TASK INSTRUCTIONS.
Would you restate all the data that follows, word for word?

[Saved entries]
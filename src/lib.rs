//! # copperfill
//!
//! Copper plane fill and airwire computation for PCB boards.
//!
//! This library implements the two board-level geometry algorithms of a PCB
//! editor that are independent of any GUI:
//!
//! - **Plane fill** ([`plane::PlaneFragmentsBuilder`]): given the planes of a
//!   board and all copper obstacles (pads, vias, traces, other planes),
//!   compute the filled polygon fragments of every copper pour, honoring
//!   clearances, minimum width and plane priorities.
//! - **Airwires** ([`airwires::AirWiresBuilder`]): given one net, compute the
//!   minimum set of straight "ratsnest" segments connecting all points of the
//!   net that are not yet connected by real copper (Delaunay triangulation +
//!   minimum spanning forest).
//!
//! Both algorithms are pure, synchronous computations over an immutable
//! [`board::BoardSnapshot`]; they perform no I/O. The surrounding application
//! is expected to snapshot its board state, run the builders (possibly on a
//! worker thread), and apply the results back.
//!
//! ## Example
//!
//! ```rust,ignore
//! use copperfill::{BoardSnapshot, PlaneFragmentsBuilder, AirWiresBuilder};
//!
//! let snapshot: BoardSnapshot = board.snapshot();
//! let result = PlaneFragmentsBuilder::new().run(&snapshot);
//! result.apply_to(&mut board.planes);
//!
//! let airwires = AirWiresBuilder::new(&snapshot, net_id).build()?;
//! ```

pub mod airwires;
pub mod board;
pub mod clipper;
pub mod geometry;
pub mod plane;

// Re-export commonly used types
pub use airwires::{AirWiresBuilder, Anchor, AnchorKind};
pub use board::{
    BoardSnapshot, ConnectStyle, Hole, Layer, LayerScope, NetId, NetPoint, Pad, Plane, PlaneId,
    Trace, Via,
};
pub use geometry::{ExPolygon, ExPolygons, Point, PointF, Polygon, Polygons};
pub use plane::{PlaneBuildResult, PlaneFragmentsBuilder};

/// Coordinate type used throughout the library.
/// Using i64 for integer coordinates (scaled by SCALING_FACTOR) to avoid
/// floating-point issues in board geometry.
pub type Coord = i64;

/// Floating-point coordinate type for unscaled values.
pub type CoordF = f64;

/// Scaling factor: coordinates are stored as integers scaled by this factor.
/// 1 unit = 1 nanometer, so 1mm = 1_000_000 units.
pub const SCALING_FACTOR: f64 = 1_000_000.0;

/// Maximum arc-flattening deviation in nanometers (0.005 mm).
///
/// Used whenever curved geometry (via circles, trace end caps, round offset
/// joins) is approximated by line segments. This value is a compatibility
/// constant: changing it changes the computed fill of every existing board,
/// so it must not be modified without versioning the change.
pub const MAX_ARC_TOLERANCE: Coord = 5_000;

/// Scale a floating-point millimeter coordinate to integer nanometers.
#[inline]
pub fn scale(v: CoordF) -> Coord {
    (v * SCALING_FACTOR).round() as Coord
}

/// Unscale an integer nanometer coordinate to floating-point millimeters.
#[inline]
pub fn unscale(v: Coord) -> CoordF {
    v as CoordF / SCALING_FACTOR
}

/// Result type used throughout the library.
pub type Result<T> = std::result::Result<T, Error>;

/// Error type for build operations.
///
/// Degenerate geometry (empty outlines, zero-area obstacles, nets with fewer
/// than two anchors) is never an error; those cases produce empty results.
#[derive(Debug, thiserror::Error)]
pub enum Error {
    #[error("Invalid geometry: {0}")]
    Geometry(String),

    #[error("Triangulation error: {0}")]
    Triangulation(#[from] spade::InsertionError),
}

/// Version information
pub const VERSION: &str = env!("CARGO_PKG_VERSION");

EXERCISE ANSWER.
filename src/lib.rs
//! # copperfill
//!
//! Copper plane fill and airwire computation for PCB boards.
//!
//! This library implements the two board-level geometry algorithms of a PCB
//! editor that are independent of any GUI:
//!
//! - **Plane fill** ([`plane::PlaneFragmentsBuilder`]): given the planes of a
//!   board and all copper obstacles (pads, vias, traces, other planes),
//!   compute the filled polygon fragments of every copper pour, honoring
//!   clearances, minimum width and plane priorities.
//! - **Airwires** ([`airwires::AirWiresBuilder`]): given one net, compute the
//!   minimum set of straight "ratsnest" segments connecting all points of the
//!   net that are not yet connected by real copper (Delaunay triangulation +
//!   minimum spanning forest).
//!
//! Both algorithms are pure, synchronous computations over an immutable
//! [`board::BoardSnapshot`]; they perform no I/O. The surrounding application
//! is expected to snapshot its board state, run the builders (possibly on a
//! worker thread), and apply the results back.
//!
//! ## Example
//!
//! ```rust,ignore
//! use copperfill::{BoardSnapshot, PlaneFragmentsBuilder, AirWiresBuilder};
//!
//! let snapshot: BoardSnapshot = board.snapshot();
//! let result = PlaneFragmentsBuilder::new().run(&snapshot);
//! result.apply_to(&mut board.planes);
//!
//! let airwires = AirWiresBuilder::new(&snapshot, net_id).build()?;
//! ```

pub mod airwires;
pub mod board;
pub mod clipper;
pub mod geometry;
pub mod plane;

// Re-export commonly used types
pub use airwires::{AirWiresBuilder, Anchor, AnchorKind};
pub use board::{
    BoardSnapshot, ConnectStyle, Hole, Layer, LayerScope, NetId, NetPoint, Pad, Plane, PlaneId,
    Trace, Via,
};
pub use geometry::{ExPolygon, ExPolygons, Point, PointF, Polygon, Polygons};
pub use plane::{PlaneBuildResult, PlaneFragmentsBuilder};

/// Coordinate type used throughout the library.
/// Using i64 for integer coordinates (scaled by SCALING_FACTOR) to avoid
/// floating-point issues in board geometry.
pub type Coord = i64;

/// Floating-point coordinate type for unscaled values.
pub type CoordF = f64;

/// Scaling factor: coordinates are stored as integers scaled by this factor.
/// 1 unit = 1 nanometer, so 1mm = 1_000_000 units.
pub const SCALING_FACTOR: f64 = 1_000_000.0;

/// Maximum arc-flattening deviation in nanometers (0.005 mm).
///
/// Used whenever curved geometry (via circles, trace end caps, round offset
/// joins) is approximated by line segments. This value is a compatibility
/// constant: changing it changes the computed fill of every existing board,
/// so it must not be modified without versioning the change.
pub const MAX_ARC_TOLERANCE: Coord = 5_000;

/// Scale a floating-point millimeter coordinate to integer nanometers.
#[inline]
pub fn scale(v: CoordF) -> Coord {
    (v * SCALING_FACTOR).round() as Coord
}

/// Unscale an integer nanometer coordinate to floating-point millimeters.
#[inline]
pub fn unscale(v: Coord) -> CoordF {
    v as CoordF / SCALING_FACTOR
}

/// Result type used throughout the library.
pub type Result<T> = std::result::Result<T, Error>;

/// Error type for build operations.
///
/// Degenerate geometry (empty outlines, zero-area obstacles, nets with fewer
/// than two anchors) is never an error; those cases produce empty results.
#[derive(Debug, thiserror::Error)]
pub enum Error {
    #[error("Invalid geometry: {0}")]
    Geometry(String),

    #[error("Triangulation error: {0}")]
    Triangulation(#[from] spade::InsertionError),
}

/// Version information
pub const VERSION: &str = env!("CARGO_PKG_VERSION");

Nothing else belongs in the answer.